I think using jeTesBoxEditor is good for training process

في الجمعة، ٦ ديسمبر ٢٠٢٤، ١١:٠٧ ص Zdenko Podobny <zde...@gmail.com> كتب:

>
> Error: Tesseract (legacy) engine requested, but components are not present
> in /usr/local/share/tessdata/my_chi_sim.traineddata!!
>
>
> The message is clear. YOU require tesseract to use legacy engine
> explicitly but YOUR language datafile (you created by training) does not
> contain legacy model.
>
> Zdenko
>
>
> pi 6. 12. 2024 o 7:11 鹿青年 <luqingnian1...@gmail.com> napísal(a):
>
>> Hello, I tried to train a traineddata file myself, but an [Error]
>> occurred during use. Could you please give me some guidance on how to
>> resolve this error? Thank you very much.
>> Perform OCR
>> ···
>> tesseract 0791.tif stdout -l my_chi_sim --psm 6 --oem 2
>> ···
>> The error content is:
>> ····
>> Error: Tesseract (legacy) engine requested, but components are not
>> present in /usr/local/share/tessdata/my_chi_sim.traineddata!!
>> Failed loading language 'my_chi_sim'
>> Tesseract couldn't load any languages!
>> Could not initialize tesseract.
>> ····
>>
>> My training steps are as follows:
>>
>> Punctuation Dictionary:
>> dawg2wordlist d:\tesseract\tessdata_best\chi_sim.lstm-unicharset
>> d:\tesseract\tessdata_best\chi_sim.lstm-punc-dawg
>> d:\tesseract\tessdata_best\punc.txt
>>
>>
>> Let’s start with the key steps
>> 2. Generate character set lstm-unicharset file
>> 1. Generate character set txt file
>>
>> text2image --text d:\tesseract\chi_sim.txt --outputbase
>> d:\tesseract\chi_sim --fonts_dir C:\Windows\Fonts --font="simhei"

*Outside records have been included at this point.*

//! Protocol adapters
//!
//! A foreign class's capabilities are fixed when its proxy is built, from the
//! foreign supertype list. Each capability has one [`ProtocolAdapter`] that
//! supplies guest protocol methods (`each`, `[]`, `<=>`, ...) by translating
//! them into foreign call sequences.
//!
//! Dispatch consults capabilities in [`Capability::ALL`] order, so a class
//! that is both a `List` and an `Iterable` gets `first` from the list
//! adapter.

pub mod collection;
pub mod comparable;
pub mod iterable;
pub mod list;
pub mod map;
pub mod runnable;
pub mod stream;
pub mod throwable;

pub use collection::CollectionAdapter;
pub use comparable::{ComparableAdapter, ComparatorAdapter};
pub use iterable::EnumerableAdapter;
pub use list::ListAdapter;
pub use map::{MapAdapter, MapDefault};
pub use runnable::RunnableAdapter;
pub use stream::{GuestStream, StreamAdapter, StreamOptions};
pub use throwable::ThrowableAdapter;

use crate::bridge::Bridge;
use crate::error::{GuestError, GuestResult};
use crate::proxy::ProxyObject;
use crate::value::{Block, Value};
use rustc_hash::FxHashMap;
use std::fmt;
use std::ops::ControlFlow;
use std::sync::Arc;

/// A protocol a foreign class can take part in
#[derive(Debug, Clone, Copy, PartialEq, Eq, Hash)]
pub enum Capability {
    /// `java.util.Map`
    Map,
    /// `java.util.List`
    List,
    /// `java.util.Collection`
    Collection,
    /// `java.util.Iterator`
    Iterator,
    /// `java.util.Enumeration`
    Enumeration,
    /// `java.lang.Iterable`
    Iterable,
    /// `java.lang.Comparable`
    Comparable,
    /// `java.util.Comparator`
    Comparator,
    /// `java.lang.Throwable`
    Throwable,
    /// Byte and character streams, channels
    Stream,
    /// `java.lang.Runnable`
    Runnable,
}

impl Capability {
    /// Every capability, in dispatch precedence order
    pub const ALL: [Capability; 11] = [
        Capability::Map,
        Capability::List,
        Capability::Collection,
        Capability::Iterator,
        Capability::Enumeration,
        Capability::Iterable,
        Capability::Comparable,
        Capability::Comparator,
        Capability::Throwable,
        Capability::Stream,
        Capability::Runnable,
    ];

    /// Foreign supertypes that grant this capability
    pub fn foreign_interfaces(self) -> &'static [&'static str] {
        match self {
            Capability::Map => &["java.util.Map"],
            Capability::List => &["java.util.List"],
            Capability::Collection => &["java.util.Collection"],
            Capability::Iterator => &["java.util.Iterator"],
            Capability::Enumeration => &["java.util.Enumeration"],
            Capability::Iterable => &["java.lang.Iterable"],
            Capability::Comparable => &["java.lang.Comparable"],
            Capability::Comparator => &["java.util.Comparator"],
            Capability::Throwable => &["java.lang.Throwable"],
            Capability::Stream => &[
                "java.io.InputStream",
                "java.io.OutputStream",
                "java.io.Reader",
                "java.io.Writer",
                "java.nio.channels.Channel",
            ],
            Capability::Runnable => &["java.lang.Runnable"],
        }
    }

    /// Capability name
    pub fn name(self) -> &'static str {
        match self {
            Capability::Map => "Map",
            Capability::List => "List",
            Capability::Collection => "Collection",
            Capability::Iterator => "Iterator",
            Capability::Enumeration => "Enumeration",
            Capability::Iterable => "Iterable",
            Capability::Comparable => "Comparable",
            Capability::Comparator => "Comparator",
            Capability::Throwable => "Throwable",
            Capability::Stream => "Stream",
            Capability::Runnable => "Runnable",
        }
    }

    fn bit(self) -> u16 {
        1 << (self as u16)
    }
}

impl fmt::Display for Capability {
    fn fmt(&self, f: &mut fmt::Formatter<'_>) -> fmt::Result {
        f.write_str(self.name())
    }
}

/// Set of capabilities, iterated in precedence order
#[derive(Debug, Clone, Copy, PartialEq, Eq, Default)]
pub struct CapabilitySet(u16);

impl CapabilitySet {
    /// Empty set
    pub fn empty() -> Self {
        CapabilitySet(0)
    }

    /// Capabilities granted by a foreign ancestry (the class and every supertype)
    pub fn from_ancestors(ancestors: &[String]) -> Self {
        let mut set = Self::empty();
        for capability in Capability::ALL {
            if capability
                .foreign_interfaces()
                .iter()
                .any(|iface| ancestors.iter().any(|a| a == iface))
            {
                set.insert(capability);
            }
        }
        set
    }

    /// Check membership
    pub fn contains(self, capability: Capability) -> bool {
        self.0 & capability.bit() != 0
    }

    /// Add a capability
    pub fn insert(&mut self, capability: Capability) {
        self.0 |= capability.bit();
    }

    /// Members in precedence order
    pub fn iter(self) -> impl Iterator<Item = Capability> {
        Capability::ALL.into_iter().filter(move |c| self.contains(*c))
    }

    /// Intersection
    pub fn intersect(self, other: CapabilitySet) -> Self {
        CapabilitySet(self.0 & other.0)
    }

    /// Check if no capability is present
    pub fn is_empty(self) -> bool {
        self.0 == 0
    }

    /// Number of capabilities
    pub fn len(self) -> usize {
        self.0.count_ones() as usize
    }
}

impl fmt::Display for CapabilitySet {
    fn fmt(&self, f: &mut fmt::Formatter<'_>) -> fmt::Result {
        let names: Vec<_> = self.iter().map(Capability::name).collect();
        write!(f, "[{}]", names.join(", "))
    }
}

/// Everything a protocol method sees about its call
pub struct CallContext<'a> {
    bridge: &'a Bridge,
    receiver: &'a ProxyObject,
    block: Option<&'a Block>,
}

impl<'a> CallContext<'a> {
    /// Create a call context
    pub fn new(bridge: &'a Bridge, receiver: &'a ProxyObject, block: Option<&'a Block>) -> Self {
        Self {
            bridge,
            receiver,
            block,
        }
    }

    /// The bridge the call goes through
    pub fn bridge(&self) -> &'a Bridge {
        self.bridge
    }

    /// The receiving proxy
    pub fn receiver(&self) -> &'a ProxyObject {
        self.receiver
    }

    /// The receiver as a guest value
    pub fn receiver_value(&self) -> Value {
        Value::Object(self.receiver.clone())
    }

    /// The block passed with the call
    pub fn block(&self) -> Option<&'a Block> {
        self.block
    }

    /// The block passed with the call, or an error naming `method`
    pub fn require_block(&self, method: &str) -> GuestResult<&'a Block> {
        self.block
            .ok_or_else(|| GuestError::Argument(format!("no block given ({})", method)))
    }

    /// Invoke a foreign method on the receiver
    pub fn invoke(&self, method: &str, args: &[Value]) -> GuestResult<Value> {
        self.bridge.invoke_foreign(self.receiver, method, args)
    }

    /// Invoke a foreign method on another object
    pub fn invoke_on(&self, target: &ProxyObject, method: &str, args: &[Value]) -> GuestResult<Value> {
        self.bridge.invoke_foreign(target, method, args)
    }

    /// Invoke a foreign method on the receiver, expecting an object back
    pub fn invoke_object(&self, method: &str, args: &[Value]) -> GuestResult<ProxyObject> {
        expect_object(self.invoke(method, args)?, method)
    }

    /// Invoke a foreign method on the receiver, expecting an integer back
    pub fn invoke_int(&self, method: &str, args: &[Value]) -> GuestResult<i64> {
        let result = self.invoke(method, args)?;
        result.as_int().ok_or_else(|| {
            GuestError::Type(format!("{} returned {}, expected Integer", method, result.type_name()))
        })
    }

    /// Call the block
    pub fn yield_block(&self, method: &str, args: &[Value]) -> GuestResult<Value> {
        self.require_block(method)?.call(args)
    }
}

/// Unwrap a foreign object result
pub(crate) fn expect_object(value: Value, method: &str) -> GuestResult<ProxyObject> {
    match value {
        Value::Object(object) => Ok(object),
        other => Err(GuestError::Type(format!(
            "{} returned {}, expected a foreign object",
            method,
            other.type_name()
        ))),
    }
}

/// Drive the elements of an iterable, iterator or enumeration
///
/// Iterables are asked for one fresh iterator; iterators and enumerations are
/// consumed in place. The visitor stops the walk by returning `Break`.
pub(crate) fn each_element(
    cx: &CallContext<'_>,
    target: &ProxyObject,
    mut visit: impl FnMut(Value) -> GuestResult<ControlFlow<()>>,
) -> GuestResult<()> {
    let class = target.class();
    let (cursor, has_next, next) = if class.has_capability(Capability::Iterator) {
        (target.clone(), "hasNext", "next")
    } else if class.has_capability(Capability::Enumeration) {
        (target.clone(), "hasMoreElements", "nextElement")
    } else if class.has_capability(Capability::Iterable) {
        let iterator = expect_object(cx.invoke_on(target, "iterator", &[])?, "iterator")?;
        (iterator, "hasNext", "next")
    } else {
        return Err(GuestError::Adapter {
            class: class.name().to_string(),
            method: "each".to_string(),
            capability: Capability::Iterable,
        });
    };

    while cx.invoke_on(&cursor, has_next, &[])?.truthy() {
        let item = cx.invoke_on(&cursor, next, &[])?;
        if visit(item)?.is_break() {
            break;
        }
    }
    Ok(())
}

/// Collect every element of an iterable
pub(crate) fn collect_elements(cx: &CallContext<'_>, target: &ProxyObject) -> GuestResult<Vec<Value>> {
    let mut items = Vec::new();
    each_element(cx, target, |item| {
        items.push(item);
        Ok(ControlFlow::Continue(()))
    })?;
    Ok(items)
}

/// Copy the receiver into a new foreign object of its own class
///
/// Uses the class's copy constructor; classes without one are copied into
/// `fallback` instead.
pub(crate) fn duplicate(cx: &CallContext<'_>, fallback: &str) -> GuestResult<ProxyObject> {
    let bridge = cx.bridge();
    let receiver = cx.receiver_value();
    let copy = match bridge.new_object(cx.receiver().class(), std::slice::from_ref(&receiver)) {
        Ok(copy) => copy,
        Err(err) => {
            tracing::debug!(
                target: "crossway::adapter",
                class = cx.receiver().class().name(),
                fallback,
                error = %err,
                "no copy constructor"
            );
            let fallback = bridge.lookup_class(fallback)?;
            bridge.new_object(&fallback, &[receiver])?
        }
    };
    expect_object(copy, "dup")
}

/// Guest string form of a value, as `join` and `to_s` render it
pub(crate) fn display_string(bridge: &Bridge, value: &Value) -> GuestResult<String> {
    match value {
        Value::Str(s) => Ok(s.clone()),
        Value::Nil => Ok(String::new()),
        Value::Object(_) => match bridge.call(value, "to_s", &[], None)? {
            Value::Str(s) => Ok(s),
            other => Ok(other.to_string()),
        },
        other => Ok(other.to_string()),
    }
}

/// Integer argument
pub(crate) fn int_arg(value: &Value) -> GuestResult<i64> {
    value.as_int().ok_or_else(|| {
        GuestError::Type(format!("no implicit conversion of {} into Integer", value.type_name()))
    })
}

/// Check argument count
pub(crate) fn check_arity(method: &str, args: &[Value], min: usize, max: usize) -> GuestResult<()> {
    if args.len() < min || args.len() > max {
        let expected = if min == max {
            min.to_string()
        } else {
            format!("{}..{}", min, max)
        };
        return Err(GuestError::arity(method, args.len(), &expected));
    }
    Ok(())
}

/// Translates guest protocol calls for one capability
pub trait ProtocolAdapter: Send + Sync {
    /// Capability this adapter serves
    fn capability(&self) -> Capability;

    /// Guest protocol methods this adapter supplies
    fn methods(&self) -> &'static [&'static str];

    /// Handle a protocol call
    ///
    /// # Arguments
    /// * `cx` - Receiver, block and bridge
    /// * `method` - One of [`ProtocolAdapter::methods`]
    /// * `args` - Guest arguments
    fn call(&self, cx: &CallContext<'_>, method: &str, args: &[Value]) -> GuestResult<Value>;

    /// Check if this adapter supplies `method`
    fn supplies(&self, method: &str) -> bool {
        self.methods().contains(&method)
    }
}

/// Capability to adapter table
pub struct AdapterRegistry {
    adapters: FxHashMap<Capability, Arc<dyn ProtocolAdapter>>,
}

impl AdapterRegistry {
    /// Create an empty registry
    pub fn new() -> Self {
        Self {
            adapters: FxHashMap::default(),
        }
    }

    /// Create a registry with the built-in adapter for every capability
    pub fn with_defaults() -> Self {
        let mut registry = Self::new();
        registry.register(Arc::new(MapAdapter::new()));
        registry.register(Arc::new(ListAdapter));
        registry.register(Arc::new(CollectionAdapter));
        registry.register(Arc::new(EnumerableAdapter::new(Capability::Iterator)));
        registry.register(Arc::new(EnumerableAdapter::new(Capability::Enumeration)));
        registry.register(Arc::new(EnumerableAdapter::new(Capability::Iterable)));
        registry.register(Arc::new(ComparableAdapter));
        registry.register(Arc::new(ComparatorAdapter));
        registry.register(Arc::new(ThrowableAdapter));
        registry.register(Arc::new(StreamAdapter));
        registry.register(Arc::new(RunnableAdapter));
        registry
    }

    /// Register an adapter, replacing any adapter for the same capability
    pub fn register(&mut self, adapter: Arc<dyn ProtocolAdapter>) -> Option<Arc<dyn ProtocolAdapter>> {
        self.adapters.insert(adapter.capability(), adapter)
    }

    /// Adapter for a capability
    pub fn get(&self, capability: Capability) -> Option<Arc<dyn ProtocolAdapter>> {
        self.adapters.get(&capability).cloned()
    }

    /// Capabilities with a registered adapter
    pub fn capabilities(&self) -> CapabilitySet {
        let mut set = CapabilitySet::empty();
        for capability in self.adapters.keys() {
            set.insert(*capability);
        }
        set
    }

    /// Capabilities of `capabilities` that have an adapter
    pub fn adapters_for(&self, capabilities: CapabilitySet) -> CapabilitySet {
        capabilities.intersect(self.capabilities())
    }

    /// Adapter that handles `method` for a class with `capabilities`
    pub fn find(&self, capabilities: CapabilitySet, method: &str) -> Option<Arc<dyn ProtocolAdapter>> {
        capabilities
            .iter()
            .filter_map(|c| self.adapters.get(&c))
            .find(|adapter| adapter.supplies(method))
            .cloned()
    }

    /// Most general capability whose adapter supplies `method`
    ///
    /// Used to name the missing capability when a receiver lacks `method`:
    /// `each` reports `Iterable` rather than `Map`.
    pub fn owner_of(&self, method: &str) -> Option<Capability> {
        Capability::ALL
            .into_iter()
            .rev()
            .find(|c| self.adapters.get(c).is_some_and(|a| a.supplies(method)))
    }

    /// Number of registered adapters
    pub fn len(&self) -> usize {
        self.adapters.len()
    }

    /// Check if the registry is empty
    pub fn is_empty(&self) -> bool {
        self.adapters.is_empty()
    }
}

impl Default for AdapterRegistry {
    fn default() -> Self {
        Self::with_defaults()
    }
}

>> --fontconfig_tmpdir d:\tesseract\tmp
>>
>>
>> 3. Generate character set lstm-unicharset file
>>
>> 1) Generate with box file
>> unicharset_extractor --norm_mode 3 --output_unicharset
>> d:\tesseract\chi_sim.lstm-unicharset d:\tesseract\chi_sim.box
>>
>> 2) Generate with txt file
>> unicharset_extractor --norm_mode 3 --output_unicharset
>> d:\tesseract\chi_sim.lstm-unicharset d:\tesseract\chi_sim.txt
>>
>>
>> 3. Generate starter traineddata file
>> 1. Generate dictionary text file
>> Refer to the 3 dictionary files in the d:\tesseract\tessdata_best folder
>> (word text, number numbers, punc punctuation marks)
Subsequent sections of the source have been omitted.